Il y a quelques jours à peine, dans une pauvre maison de pêcheurs, sur la côte bretonne, près du Conquet, se passait une scène singulière.
Sur l’humble lit où elle avait dormi ou veillé pendant toutes les nuits d’un long demi-siècle, une vieille paysanne venait de rendre le dernier soupir. Et, près d’elle, deux belles jeunes femmes s’embrassaient en pleurant et en soupirant «Pauvre grand’mère!»—une princesse de Villingen et une comtesse de Ferneuse.
Bertrande et Micheline, pour adoucir les heures suprêmes de cette vie douloureuse, étaient venues s’installer dans la maison des Gaël, ce logis héréditaire que l’aïeule n’avait jamais voulu quitter.
L’une et l’autre s’étaient mariées suivant leur amour.

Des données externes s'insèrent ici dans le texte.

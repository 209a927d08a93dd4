// Timeline - Musical time representation
// Time signatures, tempo and the unit lengths both schedulers advance by

use std::fmt;
use std::str::FromStr;

/// Steps are always sixteenth notes: four per quarter-note beat
pub const STEPS_PER_BEAT: u32 = 4;

/// Time signatures offered by the grid editor
///
/// Serialized as its display form (`"4/4"`), which is also how stored
/// patterns and the config file spell it.
#[derive(Debug, Clone, Copy, PartialEq, Eq, Hash, Default, serde::Serialize, serde::Deserialize)]
#[serde(try_from = "String", into = "String")]
pub enum TimeSignature {
    TwoFour,
    ThreeFour,
    #[default]
    FourFour,
    SixEight,
}

impl TimeSignature {
    /// Every supported signature, in menu order
    pub const ALL: [TimeSignature; 4] = [
        TimeSignature::TwoFour,
        TimeSignature::ThreeFour,
        TimeSignature::FourFour,
        TimeSignature::SixEight,
    ];

    /// Number of sixteenth-note steps in one grid measure
    ///
    /// A grid "measure" is one page of the editor, which spans two bars for
    /// 3/4, 4/4 and 6/8 and a single bar for 2/4.
    pub fn steps_per_measure(&self) -> usize {
        match self {
            TimeSignature::TwoFour => 16,
            TimeSignature::ThreeFour => 24,
            TimeSignature::FourFour => 32,
            TimeSignature::SixEight => 24,
        }
    }

    /// Metronome beats per bar (6/8 is counted in two)
    pub fn beats_per_measure(&self) -> usize {
        match self {
            TimeSignature::TwoFour => 2,
            TimeSignature::ThreeFour => 3,
            TimeSignature::FourFour => 4,
            TimeSignature::SixEight => 2,
        }
    }

    /// Numerator/denominator pair
    pub fn parts(&self) -> (u8, u8) {
        match self {
            TimeSignature::TwoFour => (2, 4),
            TimeSignature::ThreeFour => (3, 4),
            TimeSignature::FourFour => (4, 4),
            TimeSignature::SixEight => (6, 8),
        }
    }
}

impl fmt::Display for TimeSignature {
    fn fmt(&self, f: &mut fmt::Formatter<'_>) -> fmt::Result {
        let (numerator, denominator) = self.parts();
        write!(f, "{}/{}", numerator, denominator)
    }
}

/// Error returned when parsing an unsupported time signature
#[derive(Debug, Clone, PartialEq, Eq, thiserror::Error)]
#[error("Unsupported time signature: {0}")]
pub struct ParseTimeSignatureError(pub String);

impl FromStr for TimeSignature {
    type Err = ParseTimeSignatureError;

    fn from_str(s: &str) -> Result<Self, Self::Err> {
        match s.trim() {
            "2/4" => Ok(TimeSignature::TwoFour),
            "3/4" => Ok(TimeSignature::ThreeFour),
            "4/4" => Ok(TimeSignature::FourFour),
            "6/8" => Ok(TimeSignature::SixEight),
            other => Err(ParseTimeSignatureError(other.to_string())),
        }
    }
}

impl TryFrom<String> for TimeSignature {
    type Error = ParseTimeSignatureError;

    fn try_from(value: String) -> Result<Self, Self::Error> {
        value.parse()
    }
}

impl From<TimeSignature> for String {
    fn from(value: TimeSignature) -> Self {
        value.to_string()
    }
}

/// Tempo in whole BPM (Beats Per Minute)
#[derive(Debug, Clone, Copy, PartialEq, Eq, serde::Serialize, serde::Deserialize)]
#[serde(try_from = "u32", into = "u32")]
pub struct Tempo {
    bpm: u32,
}

/// Error returned for a BPM outside [`Tempo::MIN_BPM`, `Tempo::MAX_BPM`]
#[derive(Debug, Clone, PartialEq, Eq, thiserror::Error)]
#[error("BPM must be between 20 and 999, got {0}")]
pub struct InvalidTempo(pub u32);

impl Tempo {
    pub const MIN_BPM: u32 = 20;
    pub const MAX_BPM: u32 = 999;

    /// Creates a new tempo, rejecting values outside the supported range
    pub fn new(bpm: u32) -> Result<Self, InvalidTempo> {
        if (Self::MIN_BPM..=Self::MAX_BPM).contains(&bpm) {
            Ok(Self { bpm })
        } else {
            Err(InvalidTempo(bpm))
        }
    }

    /// Get BPM value
    pub fn bpm(&self) -> u32 {
        self.bpm
    }

    /// Duration of one quarter-note beat in seconds
    pub fn seconds_per_beat(&self) -> f64 {
        60.0 / self.bpm as f64
    }

    /// Duration of one sixteenth-note step in seconds
    pub fn seconds_per_step(&self) -> f64 {
        self.seconds_per_beat() / STEPS_PER_BEAT as f64
    }
}

impl Default for Tempo {
    fn default() -> Self {
        Self { bpm: 120 }
    }
}

impl TryFrom<u32> for Tempo {
    type Error = InvalidTempo;

    fn try_from(value: u32) -> Result<Self, Self::Error> {
        Self::new(value)
    }
}

impl From<Tempo> for u32 {
    fn from(value: Tempo) -> Self {
        value.bpm
    }
}

impl fmt::Display for Tempo {
    fn fmt(&self, f: &mut fmt::Formatter<'_>) -> fmt::Result {
        write!(f, "{} BPM", self.bpm)
    }
}
// Integration test for the pattern library on disk
// Saves, reopens, upgrades and loads patterns through a file-backed store

use groovestation::library::{FileStore, LIBRARY_KEY, SNAPSHOT_VERSION};
use groovestation::render::{CaptureSink, CaptureVisual};
use groovestation::sequencer::{Drive, SampleClock};
use groovestation::{
    DrumMachine, EngineConfig, LibraryError, PatternLibrary, PatternStore, SourceRouter,
    TimeSignature, TransportClock,
};
use serde_json::json;
use std::path::Path;
use std::rc::Rc;
use tempfile::TempDir;

fn machine(root: &Path) -> DrumMachine {
    let (machine, _notifications) = DrumMachine::with_drive(
        &EngineConfig::default(),
        Drive::Manual,
        TransportClock::new(SampleClock::with_sample_rate(48000.0)),
        SourceRouter::new(Rc::new(CaptureSink::new())),
        Rc::new(CaptureVisual::new()),
        PatternLibrary::new(FileStore::new(root)),
    )
    .unwrap();
    machine
}

fn library_file(root: &Path) -> std::path::PathBuf {
    root.join(format!("{LIBRARY_KEY}.json"))
}

#[test]
fn test_saved_pattern_survives_reopen() {
    let dir = TempDir::new().unwrap();

    let mut store = PatternStore::default();
    store.set_time_signature(TimeSignature::ThreeFour);
    store.set_bpm(96).unwrap();
    store.add_measure().unwrap();
    store.toggle_step(0, 0, 0).unwrap();
    store.toggle_step(1, 1, 12).unwrap();
    store.set_volume(2, 1).unwrap();

    let id = PatternLibrary::new(FileStore::new(dir.path()))
        .save("Waltz", store.pattern())
        .unwrap();

    // A fresh library over the same directory sees the save
    let reopened = PatternLibrary::new(FileStore::new(dir.path()));
    let snapshots = reopened.list().unwrap();
    assert_eq!(snapshots.len(), 1);
    assert_eq!(snapshots[0].id, id);
    assert_eq!(snapshots[0].name, "Waltz");
    assert_eq!(snapshots[0].version, SNAPSHOT_VERSION);
    assert_eq!(&snapshots[0].to_pattern().unwrap(), store.pattern());

    let raw = std::fs::read_to_string(library_file(dir.path())).unwrap();
    assert!(raw.contains("\"timeSignature\":\"3/4\""));
    assert!(raw.contains("\"instrumentId\":\"Kick 808\""));
}

#[test]
fn test_legacy_library_loads_into_machine() {
    let dir = TempDir::new().unwrap();
    let mut kick = vec![false; 32];
    kick[0] = true;
    kick[16] = true;
    let legacy = json!([
        {
            "id": 1_650_000_000_000u64,
            "name": "From the old app",
            "bpm": 100,
            "tracks": [
                { "name": "Kick", "key": "Kick 808", "volume": 5, "steps": kick },
                { "key": "Clap" }
            ]
        }
    ]);
    std::fs::write(library_file(dir.path()), legacy.to_string()).unwrap();

    let machine = machine(dir.path());
    let listed = machine.list_patterns().unwrap();
    assert_eq!(listed.len(), 1);
    assert_eq!(listed[0].version, SNAPSHOT_VERSION);

    machine.load_pattern(1_650_000_000_000).unwrap();
    let store = machine.store();
    assert_eq!(store.tempo().bpm(), 100);
    assert_eq!(store.time_signature(), TimeSignature::FourFour);
    assert_eq!(store.total_measures(), 1);
    assert_eq!(store.tracks().len(), 2);

    let kick = &store.tracks()[0];
    assert_eq!(kick.instrument_id, "Kick 808");
    assert_eq!(kick.volume(), 5);
    assert!(kick.is_active(0, 0));
    assert!(kick.is_active(0, 16));
    assert!(!kick.is_active(0, 8));

    let clap = &store.tracks()[1];
    assert_eq!(clap.name, "Clap");
    assert!(clap.measures()[0].active_steps().next().is_none());
}

#[test]
fn test_corrupt_entry_does_not_hide_others() {
    let dir = TempDir::new().unwrap();
    let library = PatternLibrary::new(FileStore::new(dir.path()));
    let good = library.save("Good", PatternStore::default().pattern()).unwrap();

    let path = library_file(dir.path());
    let mut records: Vec<serde_json::Value> =
        serde_json::from_str(&std::fs::read_to_string(&path).unwrap()).unwrap();
    records.push(json!({ "version": 2, "id": 9, "name": "Broken", "bpm": "fast" }));
    std::fs::write(&path, serde_json::to_string(&records).unwrap()).unwrap();

    let listed = library.list().unwrap();
    assert_eq!(listed.len(), 1);
    assert_eq!(listed[0].id, good);
    assert_eq!(library.len().unwrap(), 2);
    assert!(matches!(
        library.load(9),
        Err(LibraryError::Corrupt { id: 9, .. })
    ));

    // Deleting the broken entry leaves the good one alone
    library.delete(9).unwrap();
    assert_eq!(library.len().unwrap(), 1);
    assert_eq!(library.load(good).unwrap().name, "Good");
}

#[test]
fn test_unreadable_library_file() {
    let dir = TempDir::new().unwrap();
    std::fs::write(library_file(dir.path()), "not json").unwrap();

    let library = PatternLibrary::new(FileStore::new(dir.path()));
    assert!(matches!(library.list(), Err(LibraryError::Json(_))));
}

#[test]
fn test_missing_library_is_empty() {
    let dir = TempDir::new().unwrap();
    let library = PatternLibrary::new(FileStore::new(dir.path().join("never-created")));
    assert!(library.is_empty().unwrap());
    assert!(matches!(library.load(1), Err(LibraryError::NotFound(1))));
}
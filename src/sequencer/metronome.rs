// Metronome - Click track scheduled independently of pattern playback
// Same look-ahead loop as the player, one unit per beat

use crate::render::{RenderSink, VisualSync};
use crate::sequencer::clock::TransportClock;
use crate::sequencer::scheduler::{Cadence, Drive, LookAhead, Scheduler, SchedulerState};
use crate::sequencer::timeline::{InvalidTempo, Tempo, TimeSignature};
use serde::{Deserialize, Serialize};
use std::cell::Cell;
use std::rc::Rc;

/// Metronome click type
#[derive(Debug, Clone, Copy, PartialEq, Eq)]
pub enum ClickType {
    /// Click on first beat of bar (accent/downbeat)
    Accent,
    /// Click on other beats
    Regular,
}

impl ClickType {
    pub fn for_beat(beat: usize) -> Self {
        if beat == 0 {
            ClickType::Accent
        } else {
            ClickType::Regular
        }
    }

    pub fn is_accent(&self) -> bool {
        matches!(self, ClickType::Accent)
    }
}

/// A beat that was dispatched, delivered to the display once audible
#[derive(Debug, Clone, Copy, PartialEq, Eq)]
pub struct Beat {
    pub index: usize,
    pub click: ClickType,
}

/// Metronome tempo, meter and click level
///
/// Independent of the pattern's tempo and signature.
#[derive(Debug, Clone, Copy, PartialEq, Serialize, Deserialize)]
#[serde(default)]
pub struct MetronomeSettings {
    #[serde(rename = "bpm")]
    pub tempo: Tempo,
    pub time_signature: TimeSignature,
    /// Click gain, 0.0 to 1.0
    pub volume: f32,
}

impl Default for MetronomeSettings {
    fn default() -> Self {
        Self {
            tempo: Tempo::default(),
            time_signature: TimeSignature::default(),
            volume: 0.5,
        }
    }
}

/// Click cadence: one unit is one quarter-note beat
pub struct ClickCadence {
    settings: Cell<MetronomeSettings>,
    sink: Rc<dyn RenderSink>,
    visual: Rc<dyn VisualSync>,
}

impl ClickCadence {
    pub fn new(
        settings: MetronomeSettings,
        sink: Rc<dyn RenderSink>,
        visual: Rc<dyn VisualSync>,
    ) -> Self {
        Self {
            settings: Cell::new(settings),
            sink,
            visual,
        }
    }

    pub fn settings(&self) -> MetronomeSettings {
        self.settings.get()
    }

    fn update(&self, edit: impl FnOnce(&mut MetronomeSettings)) {
        let mut settings = self.settings.get();
        edit(&mut settings);
        self.settings.set(settings);
    }
}

impl Cadence for ClickCadence {
    type Position = usize;
    type Cue = Beat;
    const NAME: &'static str = "metronome";

    fn units_per_measure(&self) -> usize {
        self.settings.get().time_signature.beats_per_measure()
    }

    fn unit_seconds(&self) -> f64 {
        self.settings.get().tempo.seconds_per_beat()
    }

    fn dispatch(&self, beat: usize, time: f64) -> Option<Beat> {
        let click = ClickType::for_beat(beat);
        let volume = self.settings.get().volume;
        if let Err(e) = self.sink.click(time, click.is_accent(), volume) {
            tracing::warn!(beat, error = %e, "Click render failed");
        }
        Some(Beat { index: beat, click })
    }

    fn advance(&self, beat: usize) -> usize {
        (beat + 1) % self.units_per_measure().max(1)
    }

    fn fire(&self, cue: Beat) {
        self.visual.on_beat(cue.index, cue.click.is_accent());
    }
}

/// Metronome scheduler with its own cursor and settings
#[derive(Debug, Clone)]
pub struct Metronome {
    scheduler: Scheduler<ClickCadence>,
}

impl Metronome {
    pub fn new(
        settings: MetronomeSettings,
        sink: Rc<dyn RenderSink>,
        visual: Rc<dyn VisualSync>,
        clock: TransportClock,
        lookahead: LookAhead,
        drive: Drive,
    ) -> Self {
        let cadence = Rc::new(ClickCadence::new(settings, sink, visual));
        Self {
            scheduler: Scheduler::new(cadence, clock, lookahead, drive),
        }
    }

    /// # Panics
    ///
    /// Needs a tokio `LocalSet` under [`Drive::Interval`], see
    /// [`Scheduler::start`].
    pub fn start(&self) -> SchedulerState {
        self.scheduler.start()
    }

    pub fn stop(&self) {
        self.scheduler.stop()
    }

    pub fn toggle(&self) -> SchedulerState {
        self.scheduler.toggle()
    }

    pub fn poll(&self) -> usize {
        self.scheduler.poll()
    }

    pub fn state(&self) -> SchedulerState {
        self.scheduler.state()
    }

    pub fn is_running(&self) -> bool {
        self.scheduler.is_running()
    }

    /// Beat the next click will sound on
    pub fn current_beat(&self) -> usize {
        self.scheduler.cursor().position
    }

    /// Audio time of the next click
    pub fn next_beat_time(&self) -> f64 {
        self.scheduler.cursor().next_event_time
    }

    pub fn settings(&self) -> MetronomeSettings {
        self.scheduler.cadence().settings()
    }

    pub fn set_bpm(&self, bpm: u32) -> Result<(), InvalidTempo> {
        let tempo = Tempo::new(bpm)?;
        self.scheduler.cadence().update(|s| s.tempo = tempo);
        Ok(())
    }

    /// Change the meter; while active the count restarts on the downbeat
    pub fn set_time_signature(&self, time_signature: TimeSignature) {
        self.scheduler
            .cadence()
            .update(|s| s.time_signature = time_signature);
        if self.scheduler.state().is_active() {
            self.scheduler.set_position(0);
        }
    }

    /// Set click volume (0.0 to 1.0)
    pub fn set_volume(&self, volume: f32) {
        let volume = volume.clamp(0.0, 1.0);
        self.scheduler.cadence().update(|s| s.volume = volume);
    }
}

Et, dans ce double amour, comme dans leur mutuelle tendresse, elles trouvaient quelque consolation à la catastrophe qui avait brisé leur père, leur révélant qu’elles étaient sœurs.
L’aventurier de génie, dont elles étaient les filles, avait laissé un testament par lequel il leur partageait également sa fortune.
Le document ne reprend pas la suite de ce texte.